Même son de cloche de l’autre côté du périphérique bordelais, à quelques encablures de Canejan, où réside Béatrice Pieroni. Après de longues années d’aidance auprès de sa mère qu’elle a décidée de placer en janvier dans un EHPAD pour soulager sa mission, cette femme de 64 ans est désormais sevrée de ses visites quotidiennes depuis l’interdiction des visites en EHPAD. Le lien avec l’institution se tisse désormais par mail. Une disposition qui passe mal pour Béatrice, qui ne cache pas son inquiétude. « Je pense que les directeurs d’EHPAD font le maximum. Mais on a pas une information stricte, c’est trop flou. ». L’établissement, où est placée sa mère, l’assure, aucun cas de coronavirus n’a été détecté parmi les résidents. Mais la réponse ne convient pas à tout le monde. « On sait pertinemment que les personnes ne sont pas testées si elles ne présentent pas de symptômes », précise Béatrice très préoccupée par la conjoncture sanitaire. S’ajoute à cette communication lacunaire, ce qu’elle considère être « un abandon total de la fonction publique envers les aînés ».

Des aidants partagés entre pression et culpabilité

Face à une crise du Covid-19 qui bouleverse les habitudes, le sentiment d’abandon prédomine. « Les aidants ont beaucoup de responsabilité. On se met la pression » témoigne Christelle Angebault, qui épaule ses parents depuis sa fin d’adolescence. Aidante depuis plus de 20 ans, Béatrice Pieroni s’est difficilement résolue à placer sa maman dans un EHPAD. La situation actuelle laisse des remords à cette canéjaise. « Depuis quelques semaines je culpabilise. Ma mère serait plus en sécurité chez moi car je respecte strictement les consignes de confinement» confie-t-elle.

La pression du devoir à accomplir rencontre l’incertitude causée par le manque d’équipement des infirmiers et auxiliaires de vie qui accompagnent au quotidien les personnes dépendantes. « Ma mère a des problèmes de bronche, ils avaient déjà oublié de lui donner des médicaments avant la crise. Je ne suis pas rassurée », précise Béatrice Pieroni. « Des aides-soignants ont eu la gentillesse de m’appeler pour que je puisse communiquer avec ma maman. Ils n’avaient pas de masques, les établissements manquent de moyens », renchérit amère la jeune retraitée. Depuis le début de l’épidémie, plusieurs spécialistes dénoncent le manque de matériel de protection pour le personnel des EHPAD, en contact permanent avec des personnes âgées très vulnérables. Le ministre de la Santé, Olivier Veran, a assuré samedi dernier que 250 000 masques avaient été commandées pour équiper les professionnels intervenants auprès des anciens.

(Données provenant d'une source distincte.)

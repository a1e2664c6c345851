// Integration tests for the wordle-helper library
// These exercise filter, rank and suggest together against the public API

use std::io::Cursor;
use wordle_helper::cli::CliInterface;
use wordle_helper::wordbank::{EMBEDDED_NON_SOLUTIONS, EMBEDDED_SOLUTIONS};
use wordle_helper::*;

fn words(list: &[&str]) -> Vec<String> {
    list.iter().map(|s| s.to_string()).collect()
}

fn sample_grids() -> Vec<Grid> {
    let rows: &[&[(&str, &str)]] = &[
        &[("crane", "xxxxx")],
        &[("crane", "xygxy")],
        &[("slate", "gxxxy"), ("sound", "gxxxx")],
        &[("about", "yxxxx"), ("mixed", "xxxyx")],
        // same letter both absent and correct
        &[("sxxxx", "gxxxx"), ("xxxxs", "xxxxx")],
    ];
    rows.iter()
        .map(|rows| {
            let mut grid = Grid::default();
            for (i, (guess, feedback)) in rows.iter().enumerate() {
                grid.set_row(i, guess, feedback).unwrap();
            }
            grid
        })
        .collect()
}

fn is_subsequence(sub: &[String], full: &[String]) -> bool {
    let mut it = full.iter();
    sub.iter().all(|w| it.any(|f| f == w))
}

#[test]
fn test_no_feedback_is_identity() {
    let solutions = load_wordbank_from_str(EMBEDDED_SOLUTIONS);
    assert_eq!(filter(&solutions, None), solutions);
    assert_eq!(filter(&solutions, Some(&Grid::default())), solutions);
}

#[test]
fn test_filter_idempotent_and_narrowing() {
    let solutions = load_wordbank_from_str(EMBEDDED_SOLUTIONS);
    for grid in sample_grids() {
        let once = filter(&solutions, Some(&grid));
        assert_eq!(filter(&once, Some(&grid)), once, "grid:\n{grid}");
        assert!(is_subsequence(&once, &solutions), "grid:\n{grid}");
    }
}

#[test]
fn test_judgment_invariants_hold_for_every_survivor() {
    let solutions = load_wordbank_from_str(EMBEDDED_SOLUTIONS);
    for grid in sample_grids() {
        let survivors = filter(&solutions, Some(&grid));
        for word in &survivors {
            let letters: Vec<char> = word.chars().collect();
            for (col, letter, judgment) in grid.filled_cells() {
                match judgment {
                    Judgment::Correct => assert_eq!(letters[col], letter, "{word}"),
                    Judgment::Misplaced => {
                        assert_ne!(letters[col], letter, "{word}");
                        assert!(letters.contains(&letter), "{word}");
                    }
                    Judgment::Absent => assert!(!letters.contains(&letter), "{word}"),
                }
            }
        }
    }
}

#[test]
fn test_contradictory_feedback_rejects_all() {
    let solutions = load_wordbank_from_str(EMBEDDED_SOLUTIONS);
    let grids = sample_grids();
    let grid = &grids[4];
    assert!(filter(&solutions, Some(grid)).is_empty());
}

#[test]
fn test_scenario_correct_misplaced_absent() {
    let mut grid = Grid::default();
    grid.set_letter(0, 0, 'S').unwrap();
    grid.set_judgment(0, 0, Judgment::Correct).unwrap();
    grid.set_letter(0, 4, 'E').unwrap();
    grid.set_judgment(0, 4, Judgment::Misplaced).unwrap();
    grid.set_letter(2, 1, 'A').unwrap();
    grid.set_judgment(2, 1, Judgment::Absent).unwrap();

    let list = words(&["SLATE", "STORE", "SPACE", "SHEEP", "TEPID"]);
    assert_eq!(filter(&list, Some(&grid)), words(&["SHEEP"]));
}

#[test]
fn test_case_insensitive_matching() {
    let mut grid = Grid::default();
    grid.set_row(0, "CRANE", "gxxxx").unwrap();
    let list = words(&["cloud", "Civil", "smoke"]);
    assert_eq!(filter(&list, Some(&grid)), words(&["cloud", "Civil"]));
}

#[test]
fn test_rank_weight_ordering() {
    assert_eq!(rank(&words(&["AAAAA", "ABCDE"])), words(&["ABCDE", "AAAAA"]));
}

#[test]
fn test_suggest_is_byte_identical_across_calls() {
    let solutions = load_wordbank_from_str(EMBEDDED_SOLUTIONS);
    for grid in sample_grids() {
        let first = suggest(&solutions, Some(&grid));
        let second = suggest(&solutions, Some(&grid));
        assert_eq!(first, second);
        assert_eq!(first, rank(&filter(&solutions, Some(&grid))));
    }
}

#[test]
fn test_empty_inputs() {
    let grids = sample_grids();
    let grid = &grids[1];
    assert!(filter(&[], Some(grid)).is_empty());
    assert!(rank(&[]).is_empty());
    assert!(suggest(&[], None).is_empty());
}

#[test]
fn test_suggestions_rank_pools_independently() {
    let solutions = load_wordbank_from_str(EMBEDDED_SOLUTIONS);
    let guesses = load_wordbank_from_str(EMBEDDED_NON_SOLUTIONS);
    let grids = sample_grids();
    let grid = &grids[0];
    let top = |list: &[String]| -> Vec<String> {
        suggest(list, Some(grid)).into_iter().take(10).collect()
    };
    let s = Suggestions::compute(&solutions, &guesses, Some(grid), 10);
    assert_eq!(s.solutions.top, top(&solutions));
    assert_eq!(s.guesses.top, top(&guesses));
    assert_eq!(s.solutions.top.len(), 10);
    assert!(s.solutions.top.iter().all(|w| !guesses.contains(w)));
}

#[test]
fn test_ranking_prefers_distinct_letters_on_real_list() {
    let solutions = load_wordbank_from_str(EMBEDDED_SOLUTIONS);
    let freq = build_freq_chart(&solutions);
    let ranked = rank_with_weights(&solutions);
    assert!(ranked.windows(2).all(|w| w[0].1 >= w[1].1));
    assert_eq!(ranked[0].1, word_weight(&ranked[0].0, &freq));
}

#[test]
fn test_custom_wordbank_file_to_session() {
    use std::fs::File;
    use std::io::Write;

    let path = std::env::temp_dir().join("wordle_helper_custom_wordbank.txt");
    {
        let mut file = File::create(&path).unwrap();
        for w in ["apple", "grape", "lemon", "melon", "peach"] {
            writeln!(file, "{w}").unwrap();
        }
    }

    let wordbank = load_wordbank_from_file(&path).unwrap();
    assert_eq!(wordbank.len(), 5);

    let input = "melon xgggg\nlemon ggggg\nexit\n";
    let mut interface = CliInterface::new(Cursor::new(input));
    helper_loop(&wordbank, &[], 10, &mut interface);

    std::fs::remove_file(&path).unwrap();
}
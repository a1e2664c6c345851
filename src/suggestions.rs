use crate::constraints::filter;
use crate::grid::Grid;
use crate::info_log;
use crate::ranking::rank;

pub const DEFAULT_LIMIT: usize = 10;

/// Filter `words` against `grid`, then rank what is left.
#[must_use]
pub fn suggest(words: &[String], grid: Option<&Grid>) -> Vec<String> {
    rank(&filter(words, grid))
}

/// Ranked suggestions for one word pool, truncated for display.
#[derive(Debug, Clone, PartialEq, Default)]
pub struct PoolSuggestions {
    /// Candidates that survived filtering, before truncation.
    pub remaining: usize,
    pub top: Vec<String>,
}

impl PoolSuggestions {
    fn from_pool(words: &[String], grid: Option<&Grid>, limit: usize) -> Self {
        let mut ranked = suggest(words, grid);
        let remaining = ranked.len();
        ranked.truncate(limit);
        Self {
            remaining,
            top: ranked,
        }
    }
}

/// Suggestions for both pools. They are filtered and ranked independently.
#[derive(Debug, Clone, PartialEq, Default)]
pub struct Suggestions {
    pub solutions: PoolSuggestions,
    pub guesses: PoolSuggestions,
}

impl Suggestions {
    #[must_use]
    pub fn compute(
        solutions: &[String],
        non_solutions: &[String],
        grid: Option<&Grid>,
        limit: usize,
    ) -> Self {
        let suggestions = Self {
            solutions: PoolSuggestions::from_pool(solutions, grid, limit),
            guesses: PoolSuggestions::from_pool(non_solutions, grid, limit),
        };
        info_log!(
            "suggestions: {} solutions, {} guesses remain",
            suggestions.solutions.remaining,
            suggestions.guesses.remaining
        );
        suggestions
    }

    /// Only one possible solution is left.
    #[must_use]
    pub fn solved(&self) -> Option<&str> {
        match self.solutions.top.as_slice() {
            [only] if self.solutions.remaining == 1 => Some(only.as_str()),
            _ => None,
        }
    }
}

Loin des promesses gouvernementales, Béatrice n’a désormais qu’un seul souhait, reprendre sa mère auprès d’elle. « On a un grand jardin, je pourrais m’en occuper. Elle serait plus en sécurité à la maison », souligne-t-elle. En attendant, les aidants se contentent de cocher la case « assistance aux personnes vulnérables » de leurs attestations de déplacement, avec l’espoir que des mesures plus claires viennent soulager un quotidien devenu encore un peu plus difficile.